Speler B neemt de bal aan, versnelt naar de cirkel en slaat op doel.
Uitvoering
- Let op: Korte strakke passes.
- Twee keer aanraken: aanname en pass.
- Laatste speler voert een passeerbeweging uit en rondt af op doel.
- Na het passeren de bal volgen en doorwisselen.
- Bij een fout uitstappen.
Uitvoering
- Speler A begint met slalommen door de pionnen en doet dit op snelheid.
- Aan het einde krijgt hij te horen of hij links of rechts langs de pionnen moet gaan en versnelt met de bal aan de stick.
- Speler A lijnt de bal op en slaat op doel.
- Hij draait zich om en ontvangt een bal van speler B op de forehand.
- Hij neemt de bal aan, lijnt de bal weer op en rondt af.
- Gelijk weer omdraaien en een bal van speler C aannemen, oplijnen en afronden.
- De spelers draaien door van A naar C, van C naar B, en van B naar A.
Uitvoering
- A geeft de bal met een push naar de forehand van B.
- B neemt de bal open aan en speelt een flats naar C.
- C neemt de bal open aan en speelt een flats naar D.
- D neemt de bal open aan, maakt oogcontact met E.
- E loopt naar de bal toe, neemt deze in de loop aan en draait naar rechts met de bal aan de stick.
- E maakt oogcontact met F.
- F loopt in de bal en ontvangt een harde push in de forehand van E.
- F neemt de bal in de loop aan, draait naar links en drijft met de bal aan de stick de cirkel in.
- F lijn de bal op en slaat op doel.
- G kan later worden toegevoegd voor een tip-in van F als de uitvoering goed verloopt.
Uitvoering
- Sluit de training af met een wedstrijdvorm op een half veld.

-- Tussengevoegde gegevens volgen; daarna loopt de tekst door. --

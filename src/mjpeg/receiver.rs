//! MJPEG stream receiver
//!
//! Parses a `multipart/x-mixed-replace` body into JPEG frames, one part at a
//! time:
//!
//! ```text
//! [preamble] --BOUNDARY\r\n
//! Content-Type: image/jpeg\r\n
//! Content-Length: 1234\r\n        (optional)
//! \r\n
//! <jpeg bytes>\r\n--BOUNDARY\r\n
//! ...
//! <jpeg bytes>\r\n--BOUNDARY--
//! ```
//!
//! Parts with a `Content-Length` are read by length; others are delimited
//! by scanning for the next boundary.

use std::io;
use std::time::Duration;

use bytes::{Buf, Bytes, BytesMut};
use futures::stream::BoxStream;
use futures::{StreamExt, TryStreamExt};
use reqwest::header::CONTENT_TYPE;
use reqwest::StatusCode;
use tokio::io::{AsyncRead, AsyncReadExt};
use tokio_util::io::StreamReader;

use crate::error::{Error, Result};
use crate::frame::{JpegFrame, Metadata, SourceHeaders};

use super::{canonical_header_key, DEFAULT_MAX_PART_SIZE, JPEG_CONTENT_TYPE};

/// Root operation of every received frame
pub const RECEIVE_OP: &str = "receive MJPEG over HTTP";

/// Default capacity of the receive buffer
pub const DEFAULT_READ_BUFFER: usize = 1024 * 1024;

/// Longest accepted header block of one part
const MAX_HEADER_SIZE: usize = 16 * 1024;

/// Reader over an upstream HTTP response body
pub type UpstreamReader = StreamReader<BoxStream<'static, io::Result<Bytes>>, Bytes>;

/// Extract the boundary from a multipart `Content-Type` value
pub fn parse_boundary(content_type: &str) -> Result<String> {
    let mut params = content_type.split(';');
    let media_type = params.next().unwrap_or("").trim().to_ascii_lowercase();
    if !media_type.starts_with("multipart/") {
        return Err(Error::UnexpectedStreamType(media_type));
    }

    params
        .filter_map(|param| param.split_once('='))
        .find(|(name, _)| name.trim().eq_ignore_ascii_case("boundary"))
        .map(|(_, value)| value.trim().trim_matches('"').to_string())
        .filter(|boundary| !boundary.is_empty())
        .ok_or_else(|| Error::Multipart("missing boundary parameter".into()))
}

fn find(haystack: &[u8], needle: &[u8]) -> Option<usize> {
    if needle.is_empty() || haystack.len() < needle.len() {
        return None;
    }
    haystack.windows(needle.len()).position(|window| window == needle)
}

#[derive(Debug, Clone, Copy, PartialEq, Eq)]
enum State {
    /// Before the first boundary line
    Preamble,
    /// Positioned at the start of a part's headers
    Headers,
    /// Final boundary seen or input exhausted
    Done,
}

/// Reads JPEG frames from a multipart stream
pub struct MjpegReceiver<R> {
    reader: R,
    buf: BytesMut,
    /// `--BOUNDARY`
    dash_boundary: Vec<u8>,
    /// `\r\n--BOUNDARY`
    delimiter: Vec<u8>,
    max_part_size: usize,
    state: State,
}

impl<R: AsyncRead + Unpin> MjpegReceiver<R> {
    /// Create a receiver reading parts separated by `boundary`
    pub fn new(reader: R, boundary: &str) -> Self {
        Self::with_capacity(reader, boundary, DEFAULT_READ_BUFFER)
    }

    /// Create a receiver with a specific read buffer capacity
    pub fn with_capacity(reader: R, boundary: &str, capacity: usize) -> Self {
        let dash_boundary = format!("--{boundary}").into_bytes();
        let mut delimiter = b"\r\n".to_vec();
        delimiter.extend_from_slice(&dash_boundary);

        Self {
            reader,
            buf: BytesMut::with_capacity(capacity),
            dash_boundary,
            delimiter,
            max_part_size: DEFAULT_MAX_PART_SIZE,
            state: State::Preamble,
        }
    }

    /// Limit the size of one part's body
    pub fn max_part_size(mut self, limit: usize) -> Self {
        self.max_part_size = limit;
        self
    }

    /// Read the next frame.
    ///
    /// Returns `Ok(None)` at the end of the stream. A part whose
    /// `Content-Type` is not `image/jpeg` is an error.
    pub async fn receive(&mut self) -> Result<Option<JpegFrame>> {
        if self.state == State::Preamble && !self.skip_preamble().await? {
            self.state = State::Done;
        }
        if self.state == State::Done {
            return Ok(None);
        }

        let Some(mut headers) = self.read_headers().await? else {
            self.state = State::Done;
            return Ok(None);
        };

        let content_type = headers
            .get("Content-Type")
            .and_then(|values| values.first())
            .map(|value| value.trim().to_string())
            .unwrap_or_default();
        if content_type != JPEG_CONTENT_TYPE {
            return Err(Error::UnexpectedPartType(content_type));
        }

        let content_length = headers
            .get("Content-Length")
            .and_then(|values| values.first())
            .and_then(|value| value.trim().parse::<usize>().ok());
        let data = self.read_body(content_length).await?;
        self.finish_boundary_line().await?;

        headers.remove("Content-Type");
        let meta = Metadata::new(RECEIVE_OP).with_source_headers(headers);
        Ok(Some(JpegFrame::new(data, meta)))
    }

    /// Read more input. Returns false at end of input.
    async fn fill(&mut self) -> Result<bool> {
        Ok(self.reader.read_buf(&mut self.buf).await? > 0)
    }

    fn unexpected_eof(context: &str) -> Error {
        Error::Io(io::Error::new(
            io::ErrorKind::UnexpectedEof,
            format!("stream ended {context}"),
        ))
    }

    /// Discard everything up to and including the first boundary line.
    /// Returns false if the input ends first.
    async fn skip_preamble(&mut self) -> Result<bool> {
        let mut scanned = 0;
        loop {
            if let Some(pos) = find(&self.buf[scanned..], &self.dash_boundary) {
                self.buf.advance(scanned + pos + self.dash_boundary.len());
                self.state = State::Headers;
                self.finish_boundary_line().await?;
                return Ok(self.state == State::Headers);
            }
            // Keep a tail that could hold the start of a split boundary
            scanned = self.buf.len().saturating_sub(self.dash_boundary.len());
            if scanned > MAX_HEADER_SIZE {
                return Err(Error::Multipart("no boundary found in stream preamble".into()));
            }
            if !self.fill().await? {
                return Ok(false);
            }
        }
    }

    /// Consume the remainder of a boundary line, right after `--BOUNDARY`.
    ///
    /// A trailing `--` marks the final boundary.
    async fn finish_boundary_line(&mut self) -> Result<()> {
        loop {
            if self.buf.len() >= 2 && &self.buf[..2] == b"--" {
                self.buf.clear();
                self.state = State::Done;
                return Ok(());
            }
            if let Some(pos) = self.buf.iter().position(|&b| b == b'\n') {
                self.buf.advance(pos + 1);
                return Ok(());
            }
            if self.buf.len() > MAX_HEADER_SIZE {
                return Err(Error::Multipart("boundary line too long".into()));
            }
            if !self.fill().await? {
                // A stream cut right after a boundary has no more parts
                self.buf.clear();
                self.state = State::Done;
                return Ok(());
            }
        }
    }

    /// Parse a part's header block. Returns `None` if the input ended
    /// cleanly before any header byte.
    async fn read_headers(&mut self) -> Result<Option<SourceHeaders>> {
        let mut headers = SourceHeaders::new();
        let mut seen_any = false;
        loop {
            let Some(pos) = self.buf.iter().position(|&b| b == b'\n') else {
                if self.buf.len() > MAX_HEADER_SIZE {
                    return Err(Error::Multipart("part header block too large".into()));
                }
                if !self.fill().await? {
                    if !seen_any && self.buf.is_empty() {
                        return Ok(None);
                    }
                    return Err(Self::unexpected_eof("inside part headers"));
                }
                continue;
            };

            let line = self.buf.split_to(pos + 1);
            seen_any = true;
            let line = String::from_utf8_lossy(&line);
            let line = line.trim_end_matches(['\r', '\n']);
            if line.is_empty() {
                return Ok(Some(headers));
            }

            let Some((key, value)) = line.split_once(':') else {
                return Err(Error::Multipart(format!("malformed part header {line:?}")));
            };
            headers
                .entry(canonical_header_key(key.trim()))
                .or_default()
                .push(value.trim().to_string());
        }
    }

    /// Read a part body, ending just after the following `\r\n--BOUNDARY`
    async fn read_body(&mut self, content_length: Option<usize>) -> Result<Bytes> {
        if let Some(length) = content_length {
            if length > self.max_part_size {
                return Err(Error::PartTooLarge {
                    size: length,
                    limit: self.max_part_size,
                });
            }
            while self.buf.len() < length {
                if !self.fill().await? {
                    return Err(Self::unexpected_eof("inside part body"));
                }
            }
            let data = self.buf.split_to(length).freeze();
            self.skip_delimiter().await?;
            return Ok(data);
        }

        let mut scanned = 0;
        loop {
            if let Some(pos) = find(&self.buf[scanned..], &self.delimiter) {
                let end = scanned + pos;
                if end > self.max_part_size {
                    return Err(Error::PartTooLarge {
                        size: end,
                        limit: self.max_part_size,
                    });
                }
                let data = self.buf.split_to(end).freeze();
                self.buf.advance(self.delimiter.len());
                return Ok(data);
            }
            scanned = self.buf.len().saturating_sub(self.delimiter.len());
            if scanned > self.max_part_size {
                return Err(Error::PartTooLarge {
                    size: scanned,
                    limit: self.max_part_size,
                });
            }
            if !self.fill().await? {
                return Err(Self::unexpected_eof("inside part body"));
            }
        }
    }

    /// Skip to just past the next `\r\n--BOUNDARY` after a length-delimited body
    async fn skip_delimiter(&mut self) -> Result<()> {
        let mut scanned = 0;
        loop {
            if let Some(pos) = find(&self.buf[scanned..], &self.delimiter) {
                self.buf.advance(scanned + pos + self.delimiter.len());
                return Ok(());
            }
            scanned = self.buf.len().saturating_sub(self.delimiter.len());
            if scanned > MAX_HEADER_SIZE {
                return Err(Error::Multipart("missing boundary after part body".into()));
            }
            if !self.fill().await? {
                return Err(Self::unexpected_eof("before part boundary"));
            }
        }
    }
}

impl MjpegReceiver<UpstreamReader> {
    /// Open an MJPEG stream over HTTP.
    ///
    /// Fails on transport errors, non-200 responses and non-multipart
    /// content types. Dropping the receiver closes the connection.
    pub async fn connect(client: &reqwest::Client, url: &str) -> Result<Self> {
        Self::connect_with_capacity(client, url, DEFAULT_READ_BUFFER).await
    }

    /// Like [`MjpegReceiver::connect`], buffering up to `capacity` bytes of
    /// the response
    pub async fn connect_with_capacity(
        client: &reqwest::Client,
        url: &str,
        capacity: usize,
    ) -> Result<Self> {
        let response = client.get(url).send().await.map_err(|source| Error::Upstream {
            url: url.to_string(),
            source,
        })?;

        if response.status() != StatusCode::OK {
            return Err(Error::UpstreamStatus {
                status: response.status().as_u16(),
                url: url.to_string(),
            });
        }

        let content_type = response
            .headers()
            .get(CONTENT_TYPE)
            .and_then(|value| value.to_str().ok())
            .unwrap_or_default();
        let boundary = parse_boundary(content_type)?;

        tracing::debug!(url = %url, boundary = %boundary, "Opened MJPEG stream");

        let body = response
            .bytes_stream()
            .map_err(|e| io::Error::new(io::ErrorKind::Other, e))
            .boxed();
        Ok(Self::with_capacity(StreamReader::new(body), &boundary, capacity))
    }
}

/// Build the HTTP client used for upstream MJPEG sources
pub fn upstream_client(connect_timeout: Duration) -> Result<reqwest::Client> {
    reqwest::Client::builder()
        .connect_timeout(connect_timeout)
        .build()
        .map_err(|source| Error::Upstream {
            url: String::new(),
            source,
        })
}
/// Parse a frame dimension, rejecting zero and values above `max`
fn dimension_param(query: &QueryParams, name: &str, default: u32, max: u32) -> Result<u32> {
    let value = int_param(query, name, default)?;
    if value == 0 || value > max {
        return Err(Error::InvalidParam(format!(
            "{name} must be between 1 and {max}, got {value}"
        )));
    }
    Ok(value)
}

fn url_param(query: &QueryParams) -> Result<&str> {
    query
        .get("url")
        .map(String::as_str)
        .filter(|url| !url.is_empty())
        .ok_or_else(|| {
            Error::InvalidParam("missing query param 'url' to specify the external source".into())
        })
}

fn jpeg_response(jpeg: &JpegFrame) -> Response {
    let timestamp = jpeg
        .metadata()
        .map(|meta| meta.received_at.timestamp_millis())
        .unwrap_or_default();
    (
        [
            (header::CONTENT_TYPE, JPEG_CONTENT_TYPE.to_string()),
            (X_TIMESTAMP, timestamp.to_string()),
        ],
        jpeg.data().clone(),
    )
        .into_response()
}

/// Annotates frames with their size, time, quality and the stream's rate
fn annotator(quality: i64, window: Duration) -> impl FnMut(ImageFrame) -> Result<ImageFrame> + Send {
    let mut fps = FpsCounter::new(window);
    move |frame: ImageFrame| -> Result<ImageFrame> {
        let now = Instant::now();
        fps.tick(now);
        let frame = frame.with_quality(quality);
        let annotation =
            AnnotationMetadata::with_rate(fps.count(now), fps.period()).with_frame_data(&frame);
        frame.with_annotation(&annotation.to_string(), 1)
    }
}

/// Write transformed frames until the source ends or the request is cancelled
async fn pump<W, F>(
    sender: &mut MjpegSender<W>,
    frames: &mut Subscription,
    request: &CancellationToken,
    mut transform: F,
) -> Result<()>
where
    W: AsyncWrite + Unpin,
    F: FnMut(Frame) -> Result<Frame>,
{
    loop {
        let frame = tokio::select! {
            _ = request.cancelled() => return Ok(()),
            frame = frames.recv() => frame,
        };
        let Some(frame) = frame else {
            return Ok(());
        };
        let output = transform(frame)?;
        sender.send_frame(&output).await?;
    }
}

/// Pass-through for JPEG sources, re-encoding only when annotating
fn source_transform(
    annotated: bool,
    quality: i64,
    window: Duration,
) -> impl FnMut(Frame) -> Result<Frame> + Send {
    let mut annotate = annotated.then(|| annotator(quality, window));
    move |frame: Frame| -> Result<Frame> {
        match annotate.as_mut() {
            Some(annotate) => Ok(annotate(frame.as_image_frame()?)?.into()),
            None => Ok(frame),
        }
    }
}

// Animated color

async fn animated_frame(
    State(state): State<AppState>,
    Query(query): Query<QueryParams>,
) -> Result<Response> {
    let config = state.config();
    let max = config.max_frame_dimension;
    let width = dimension_param(&query, "width", config.synthetic_width, max)?;
    let height = dimension_param(&query, "height", config.synthetic_height, max)?;
    let quality = int_param(&query, "quality", config.synthetic_quality)?;
    let _permit = state.admit()?;

    let frame = state.first_frame(ANIMATED_COLOR_SOURCE.to_string()).await?;
    let jpeg = frame
        .as_image_frame()?
        .with_uniform_resize(width, height)?
        .with_quality(quality)
        .as_jpeg_frame()?;
    Ok(jpeg_response(&jpeg))
}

- Pas de breedte van het veld aan afhankelijk van de grootte van je team tijdens de training.
Doel
- Zowel fysiek als technisch warm worden als voorbereiding op de training.
- De oefening wordt met maximaal 4 personen uitgevoerd. Je kunt meerdere groepen opstellen zodat de oefening blijft werken.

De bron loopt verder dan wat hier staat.